- [What the exercise asks]: Produce as output only the lines below starting at the line with "candidate_names(&snapshot.collection, &snapshot.field)" and continuing through the line with "parent's underscores dropped.", each one exactly as written.

- [Collected data entries]:
=== Begin Enclosure ===

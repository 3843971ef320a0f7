use serde::{Deserialize, Serialize};

/// A named region of the layout. Read-only configuration; only used to
/// validate where blocks may be placed.
#[derive(Debug, Clone, PartialEq, Default, Serialize, Deserialize)]
#[serde(rename_all = "camelCase", default)]
pub struct AreaConfig {
    pub id: String,
    pub label: String,
    pub icon: Option<String>,
    pub color: Option<String>,
    pub width: Option<String>,
    pub max_items: Option<usize>,
    pub min_items: Option<usize>,

    /// Collections accepted in this area. Empty accepts any.
    pub allowed_types: Vec<String>,

    /// A locked area accepts no new blocks and releases none.
    pub locked: bool,
    pub hidden: bool,
    pub default: bool,
}

impl AreaConfig {
    pub fn new(id: impl Into<String>, label: impl Into<String>) -> AreaConfig {
        AreaConfig {
            id: id.into(),
            label: label.into(),
            ..AreaConfig::default()
        }
    }

    pub fn max_items(mut self, max: usize) -> AreaConfig {
        self.max_items = Some(max);
        self
    }

    pub fn min_items(mut self, min: usize) -> AreaConfig {
        self.min_items = Some(min);
        self
    }

    pub fn allowed_types<I, S>(mut self, collections: I) -> AreaConfig
    where
        I: IntoIterator<Item = S>,
        S: Into<String>,
    {
        self.allowed_types = collections.into_iter().map(Into::into).collect();
        self
    }

    pub fn locked(mut self) -> AreaConfig {
        self.locked = true;
        self
    }

    pub fn default_area(mut self) -> AreaConfig {
        self.default = true;
        self
    }

    pub fn accepts(&self, collection: &str) -> bool {
        self.allowed_types.is_empty() || self.allowed_types.iter().any(|c| c == collection)
    }
}
use super::sort::{self, Placement};
use crate::{Blocks, Error, Result};

use layout_blocks_core::{schema::Action, ItemId};
use serde_json::Value;

impl Blocks {
    /// Moves a block to `area`, at `index` among the area's other blocks
    /// when given, else to its end. A block already last stays put.
    ///
    /// Only the moved row is written, unless no rank fits between the new
    /// neighbours; the area is then renumbered densely.
    pub async fn move_block(&mut self, block_id: &ItemId, area: &str, index: Option<usize>) -> Result<()> {
        let block = self.find(block_id)?.clone();
        let changes_area = block.area != area;

        if changes_area {
            self.check_move(&block, area)?;
        } else {
            self.check_unlocked(area)?;
        }

        if index.is_some() && self.descriptor.sort_field().is_none() {
            return Err(Error::validation_for(
                &*self.descriptor.junction_collection,
                "the junction has no sort column; blocks cannot be positioned",
            ));
        }

        let junction = self.descriptor.junction_collection.clone();
        self.authorize(&junction, Action::Update)?;

        let siblings: Vec<(ItemId, f64)> = self
            .get_blocks_for_area(area)
            .into_iter()
            .filter(|b| b.id != block.id)
            .map(|b| (b.id.clone(), b.sort))
            .collect();
        let ranks: Vec<f64> = siblings.iter().map(|(_, rank)| *rank).collect();

        let placement = match index {
            Some(index) => sort::place(&ranks, index, self.descriptor.sort_storage),
            None if !changes_area && ranks.iter().all(|&rank| rank < block.sort) => {
                debug!(self.logging, block = %block.id, area, "block already last");
                return Ok(());
            }
            None => Placement::At(sort::next_sort(ranks.iter().copied())),
        };

        match placement {
            Placement::At(rank) => {
                let data = self.placement_data(changes_area.then_some(area), Some(rank));
                if !data.is_empty() {
                    self.client
                        .update_item(&junction, block.id.clone(), Value::Object(data))
                        .await?;
                }

                if let Some(moved) = self.find_mut(&block.id) {
                    moved.area = area.to_string();
                    moved.sort = rank;
                }
                debug!(self.logging, block = %block.id, area, rank, "block moved");
                Ok(())
            }
            Placement::Renumber => {
                let mut ordered: Vec<ItemId> = siblings.into_iter().map(|(id, _)| id).collect();
                let at = index.unwrap_or(ordered.len()).min(ordered.len());
                ordered.insert(at, block.id.clone());

                debug!(self.logging, block = %block.id, area, "no rank between neighbours; renumbering");
                self.renumber(area, &ordered).await
            }
        }
    }

    /// Sets the order of blocks in `area` to `ordered`, ranking them
    /// `0..n`. Only rows whose rank changes are written.
    pub async fn reorder(&mut self, area: &str, ordered: &[ItemId]) -> Result<()> {
        let junction = self.descriptor.junction_collection.clone();

        if self.descriptor.sort_field().is_none() {
            return Err(Error::validation_for(
                junction,
                "the junction has no sort column; blocks cannot be reordered",
            ));
        }

        self.check_unlocked(area)?;

        if !self.gate.can_reorder(&junction) {
            return Err(Error::permission(junction, Action::Update.as_str()));
        }

        for id in ordered {
            let block = self.find(id)?;
            if block.area != area {
                return Err(Error::validation(format!(
                    "block {id} is in area `{}`, not `{area}`",
                    block.area
                )));
            }
        }

        self.renumber(area, ordered).await
    }

    /// Ranks `ordered` as `0..n` in `area`, moving blocks into the area
    /// where needed. Writes are issued together; once all have settled the
    /// successful ones are applied and the first failure, if any, returned.
    pub(crate) async fn renumber(&mut self, area: &str, ordered: &[ItemId]) -> Result<()> {
        let mut writes = vec![];

        for (index, id) in ordered.iter().enumerate() {
            let block = self.find(id)?;
            let rank = index as f64;
            let changes_area = block.area != area;

            if block.sort == rank && !changes_area {
                continue;
            }

            let data = self.placement_data(changes_area.then_some(area), Some(rank));
            writes.push((id.clone(), rank, data));
        }

        if writes.is_empty() {
            return Ok(());
        }

        let junction = &self.descriptor.junction_collection;
        let client = &self.client;
        let results = futures::future::join_all(writes.iter().map(|(id, _, data)| {
            client.update_item(junction, id.clone(), Value::Object(data.clone()))
        }))
        .await;

        debug!(self.logging, area, writes = writes.len(), "area renumbered");

        let mut first_err = None;
        for ((id, rank, _), result) in writes.into_iter().zip(results) {
            match result {
                Ok(_) => {
                    if let Some(block) = self.find_mut(&id) {
                        block.area = area.to_string();
                        block.sort = rank;
                    }
                }
                Err(err) => {
                    tracing::error!(block = %id, area, error = %err, "failed to write block rank");
                    first_err.get_or_insert(err);
                }
            }
        }

        match first_err {
            Some(err) => Err(err),
            None => Ok(()),
        }
    }
}
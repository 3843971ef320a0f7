//! Strategies locating the junction collection, in the order they are tried.

use super::{Partial, Snapshot, Source};

/// A strategy proposing junction candidates, best first. The prober checks
/// each candidate's columns and takes the first one that fits.
#[derive(Debug, Clone, Copy)]
pub struct Locator {
    pub name: &'static str,
    pub needs: &'static [Source],
    pub apply: fn(&Snapshot) -> Vec<Partial>,
}

pub const STRATEGIES: &[Locator] = &[
    Locator {
        name: "field_metadata",
        needs: &[],
        apply: field_metadata,
    },
    Locator {
        name: "one_side_relation",
        needs: &[Source::Relations],
        apply: one_side_relation,
    },
    Locator {
        name: "direct_relation",
        needs: &[Source::Relations],
        apply: direct_relation,
    },
    Locator {
        name: "naming_convention",
        needs: &[Source::Collections],
        apply: naming_convention,
    },
];

/// The field's own metadata names the junction.
fn field_metadata(snapshot: &Snapshot) -> Vec<Partial> {
    let Some(meta) = snapshot.field_info.meta.as_ref() else {
        return vec![];
    };
    let Some(junction) = meta.junction_collection.clone() else {
        return vec![];
    };

    vec![Partial {
        junction_collection: Some(junction),
        foreign_key_field: meta.junction_field.clone(),
        collection_field: meta.one_collection_field.clone(),
        allowed_collections: meta.one_allowed_collections.clone(),
        ..Partial::default()
    }]
}

/// The relation from the junction back to the parent, whose one-side field
/// is the blocks field.
fn one_side_relation(snapshot: &Snapshot) -> Vec<Partial> {
    snapshot
        .relations()
        .iter()
        .filter(|r| {
            r.one_field() == Some(&*snapshot.field)
                && r.related_collection
                    .as_deref()
                    .map_or(true, |related| related == snapshot.collection)
        })
        .map(|relation| Partial {
            junction_collection: Some(relation.collection.clone()),
            foreign_key_field: Some(relation.field.clone()),
            item_field: relation.junction_field().map(String::from),
            allowed_collections: relation.allowed_collections().to_vec(),
            ..Partial::default()
        })
        .collect()
}

/// A relation declared on the blocks field itself that names its junction.
fn direct_relation(snapshot: &Snapshot) -> Vec<Partial> {
    snapshot
        .relations()
        .iter()
        .filter(|r| r.collection == snapshot.collection && r.field == snapshot.field)
        .filter_map(|relation| {
            let junction = relation
                .meta
                .as_ref()
                .and_then(|meta| meta.junction_collection.clone())
                .or_else(|| {
                    relation
                        .has_special("m2a")
                        .then(|| relation.related_collection.clone())
                        .flatten()
                })?;

            Some(Partial {
                junction_collection: Some(junction),
                collection_field: relation.one_collection_field().map(String::from),
                allowed_collections: relation.allowed_collections().to_vec(),
                ..Partial::default()
            })
        })
        .collect()
}

/// Guess the junction from the host's naming convention. Every name of an
/// existing collection is returned, in candidate order.
fn naming_convention(snapshot: &Snapshot) -> Vec<Partial> {
    candidate_names(&snapshot.collection, &snapshot.field)
        .into_iter()
        .filter(|name| snapshot.collection_exists(name))
        .map(Partial::junction)
        .collect()
}

/// `{parent}_{field}`, then with the parent de-pluralized, then with the
/// parent's underscores dropped.
pub fn candidate_names(parent: &str, field: &str) -> Vec<String> {
    let singular = pluralizer::pluralize(parent, 1, false);
    let compact = parent.replace('_', "");

    let mut names = vec![format!("{parent}_{field}")];
    for base in [singular, compact] {
        let name = format!("{base}_{field}");
        if !names.contains(&name) {
            names.push(name);
        }
    }
    names
}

=== End Enclosure ===

- [Solution]:
    candidate_names(&snapshot.collection, &snapshot.field)
        .into_iter()
        .filter(|name| snapshot.collection_exists(name))
        .map(Partial::junction)
        .collect()
}

/// `{parent}_{field}`, then with the parent de-pluralized, then with the
/// parent's underscores dropped.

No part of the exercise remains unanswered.